Not sure how to do it with Premier?
That’s because you probably can’t.
Adobe After Effects is where all of the cool stuff is at. And if you familiarize yourself with it, you can do some incredibly impressive things. I’m not going to pretend that I understand all of it well enough to explain it to you, so I’ll give you an awesome link instead: http://www.noupe.com/tutorial/50-excellent-adobe-after-effects-tutorials.html
That’ll show you how to do almost everything you could ever want to do with After Effects. Some of them are quite advanced and might take a while to get worked out, but it can also help you to better understand the basics and how to apply them (I know that’s what I’ve been using them for).
A good video narrative needs some transitions much like a good written narrative needs transitions. Without them you’re video and your writing will be bland and seem monotonous. I’m going to focus on five different types of transitions, and hopefully I’ll be able to explain when and where to use them.
1: The Cut (Or Jump Cut)
This is your basic run of the mill transition. Some people may argue that a cut isn’t truly a transition, but it is. This is simply when you go straight from one clip to another. Clip one. Clip two. Just like that.
This is a good choice when you don’t want to give the idea of passing time such as when combining two clips of one monologue or when two scenes are happening at parallel times.
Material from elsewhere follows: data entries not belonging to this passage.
/*
 * Copyright (C) 2024 Fastly, Inc.
 *
 * Licensed under the Apache License, Version 2.0 (the "License");
 * you may not use this file except in compliance with the License.
 * You may obtain a copy of the License at
 *
 *     http://www.apache.org/licenses/LICENSE-2.0
 *
 * Unless required by applicable law or agreed to in writing, software
 * distributed under the License is distributed on an "AS IS" BASIS,
 * WITHOUT WARRANTIES OR CONDITIONS OF ANY KIND, either express or implied.
 * See the License for the specific language governing permissions and
 * limitations under the License.
 */

//! Response framing for a single HTTP/1.1 response.
//!
//! The end of a response is determined only from the header terminator and
//! the `Content-Length` header. There is no support for chunked encoding.
//! If the length can't be determined, the response ends when the peer closes
//! the connection.
//!
//! The header name is matched exactly as `Content-Length`. Servers that send
//! it in another casing (e.g. `content-length`, common with HTTP/2 gateways)
//! are framed by end-of-stream instead. Whether matching should be
//! case-insensitive is an open question for the maintainers.

use crate::core::buffer::LimitedBuffer;
use log::debug;
use std::str;

pub const HEADER_TERMINATOR: &[u8] = b"\r\n\r\n";

const CRLF: &[u8] = b"\r\n";
const CONTENT_LENGTH: &[u8] = b"Content-Length";

#[derive(Debug, PartialEq, Eq, Clone, Copy)]
pub enum FeedStatus {
    NeedMore,
    Complete,
}

#[derive(Debug, PartialEq, Eq, thiserror::Error)]
pub enum FramingError {
    #[error("response exceeds buffer capacity of {capacity} bytes")]
    BufferOverflow { capacity: usize },

    #[error("malformed Content-Length value: {0:?}")]
    MalformedHeader(String),
}

#[derive(Debug, PartialEq, Eq, Clone, Copy)]
enum ContentLength {
    Unknown,
    Known(usize),

    // reported once, then treated as unknown
    Invalid,
}

#[derive(Debug, PartialEq, Eq, Clone, Copy)]
pub struct Totals {
    pub total_bytes: usize,
    pub content_bytes: usize,
}

fn find(haystack: &[u8], needle: &[u8], from: usize) -> Option<usize> {
    if from > haystack.len() {
        return None;
    }

    haystack[from..]
        .windows(needle.len())
        .position(|w| w == needle)
        .map(|pos| pos + from)
}

// returns None if the header line isn't (fully) present yet
fn find_content_length(head: &[u8]) -> Option<Result<usize, String>> {
    let mut from = 0;

    while let Some(pos) = find(head, CONTENT_LENGTH, from) {
        from = pos + 1;

        // must be the name of a header line, not part of some other line
        if pos < CRLF.len() || &head[(pos - CRLF.len())..pos] != CRLF {
            continue;
        }

        let mut start = pos + CONTENT_LENGTH.len();

        match head.get(start) {
            Some(b':') => start += 1,
            Some(_) => continue,
            None => return None,
        }

        match head.get(start) {
            Some(b' ') => start += 1,
            Some(_) => {}
            None => return None,
        }

        // value is complete only once its line ending has arrived
        let end = find(head, CRLF, start)?;

        let value = &head[start..end];

        let parsed = if !value.is_empty() && value.iter().all(u8::is_ascii_digit) {
            // all digits, so only overflow can fail here
            str::from_utf8(value).ok().and_then(|s| s.parse().ok())
        } else {
            None
        };

        return Some(parsed.ok_or_else(|| String::from_utf8_lossy(value).into_owned()));
    }

    None
}

/// Collects the bytes of one response and tracks its framing.
pub struct ResponseAccumulator {
    buf: LimitedBuffer,
    header_length: Option<usize>,
    content_length: ContentLength,
}

impl ResponseAccumulator {
    pub fn new(capacity: usize) -> Self {
        Self {
            buf: LimitedBuffer::new(capacity),
            header_length: None,
            content_length: ContentLength::Unknown,
        }
    }

    pub fn capacity(&self) -> usize {
        self.buf.capacity()
    }

    pub fn total_received(&self) -> usize {
        self.buf.len()
    }

    pub fn header_length(&self) -> Option<usize> {
        self.header_length
    }

    pub fn content_length(&self) -> Option<usize> {
        match self.content_length {
            ContentLength::Known(x) => Some(x),
            ContentLength::Unknown | ContentLength::Invalid => None,
        }
    }

    /// The header section including its terminator, once known.
    pub fn head(&self) -> Option<&[u8]> {
        self.header_length.map(|size| &self.buf.as_slice()[..size])
    }

    pub fn is_complete(&self) -> bool {
        match (self.header_length, self.content_length) {
            (Some(header_length), ContentLength::Known(content_length)) => {
                self.buf.len() >= header_length.saturating_add(content_length)
            }
            _ => false,
        }
    }

    /// Appends the next chunk received from the transport and updates the
    /// framing state.
    ///
    /// A chunk that does not fit fails with `BufferOverflow` and nothing is
    /// appended. A bad `Content-Length` value fails with `MalformedHeader`
    /// once; the chunk is kept and the length stays unknown for the rest of
    /// the response.
    pub fn feed(&mut self, chunk: &[u8]) -> Result<FeedStatus, FramingError> {
        if let Err(e) = self.buf.try_extend(chunk) {
            return Err(FramingError::BufferOverflow {
                capacity: e.capacity,
            });
        }

        // rescan from the start, as the terminator may straddle chunks
        if self.header_length.is_none() {
            if let Some(pos) = find(self.buf.as_slice(), HEADER_TERMINATOR, 0) {
                let size = pos + HEADER_TERMINATOR.len();

                debug!("header length: {}", size);

                self.header_length = Some(size);
            }
        }

        if self.content_length == ContentLength::Unknown {
            let head = match self.header_length {
                Some(size) => &self.buf.as_slice()[..size],
                None => self.buf.as_slice(),
            };

            match find_content_length(head) {
                Some(Ok(size)) => {
                    debug!("advertised content length: {}", size);

                    self.content_length = ContentLength::Known(size);
                }
                Some(Err(value)) => {
                    self.content_length = ContentLength::Invalid;

                    return Err(FramingError::MalformedHeader(value));
                }
                None => {}
            }
        }

        if self.is_complete() {
            Ok(FeedStatus::Complete)
        } else {
            Ok(FeedStatus::NeedMore)
        }
    }

    pub fn finalize(&self) -> Totals {
        let total_bytes = self.buf.len();

        let content_bytes = match self.header_length {
            Some(size) => total_bytes - size,
            None => 0,
        };

        Totals {
            total_bytes,
            content_bytes,
        }
    }
}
The only great concern that must be faced when using a cut is that you shouldn’t go from a scene with sound to one with silence or vice versa. If your first clip ends with someone talking the next should begin with someone talking. If your first clip ends with music your second clip should begin with music. Etc.
2: The Crossfade (Dissolve/Mix)
As you may have guessed, this is a fade between two clips. Crossfades tend to be relaxing and slow, so they lend themselves to videos that are going for a contemplative or melancholy mood. As with cuts you must also be conscious of audio changes between clips in a crossfade, but to a lesser extent. The crossfade will allow you to transition smoothly between clashing audio, but using crossfades to often to rectify clashing audio tends to make a video seem disjointed.
3: The Fade
This is something like the crossfade, but instead of fading into another clip the fade fades into a single color. This is usually used to begin or end separate scenes. Since the scene fades out to a color the problem of clashing audio is completely avoided with the fade.
4: The Wipe
The wipe is related to the crossfade, but it uses a geometric pattern to switch clips. A wipe tends to signify a change in location, and they work well as powerful transitions, but they tend to look like a gimmick if they appear to often throughout a video.
5: Digital Effects
The digital transition is a very broad category. It’s anything that hasn’t fallen into one of the previous four. They are called digital effects, because they were incredibly difficult to utilize before the advent of digital film. These can be used however they can be, and it is up to you to decide what is right and wrong.
I hope that this made transitions a little clearer, and at least helped to explain the terminology.